Stored data entries:
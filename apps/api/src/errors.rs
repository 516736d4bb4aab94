#![allow(dead_code)]

use axum::{
    http::StatusCode,
    response::{IntoResponse, Response},
    Json,
};
use serde_json::json;
use thiserror::Error;

/// Application-level error type.
/// Implements `IntoResponse` so Axum handlers can return `Result<T, AppError>`.
///
/// Extraction failures are deliberately absent: they are contained per
/// file by the screening layer and reported inside the ranked results,
/// never as an HTTP error.
#[derive(Debug, Error)]
pub enum AppError {
    #[error("Validation error: {0}")]
    Validation(String),

    #[error("LLM error: {0}")]
    Llm(String),

    #[error("Internal server error: {0}")]
    Internal(#[from] anyhow::Error),
}

impl IntoResponse for AppError {
    fn into_response(self) -> Response {
        let (status, code, message) = match &self {
            AppError::Validation(msg) => (StatusCode::BAD_REQUEST, "VALIDATION_ERROR", msg.clone()),
            AppError::Llm(msg) => {
                tracing::error!("LLM error: {msg}");
                (
                    StatusCode::INTERNAL_SERVER_ERROR,
                    "LLM_ERROR",
                    "An AI processing error occurred".to_string(),
                )
            }
            AppError::Internal(e) => {
                tracing::error!("Internal error: {e:?}");
                (
                    StatusCode::INTERNAL_SERVER_ERROR,
                    "INTERNAL_ERROR",
                    "An internal server error occurred".to_string(),
                )
            }
        };

        let body = Json(json!({
            "error": {
                "code": code,
                "message": message
            }
        }));

        (status, body).into_response()
    }
}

_PROBLEM DESCRIPTION_.
All lines holding the word "Validation" must be copied from the data.

_OUTPUT OF THE EXERCISE_.
    #[error("Validation error: {0}")]
    Validation(String),
            AppError::Validation(msg) => (StatusCode::BAD_REQUEST, "VALIDATION_ERROR", msg.clone()),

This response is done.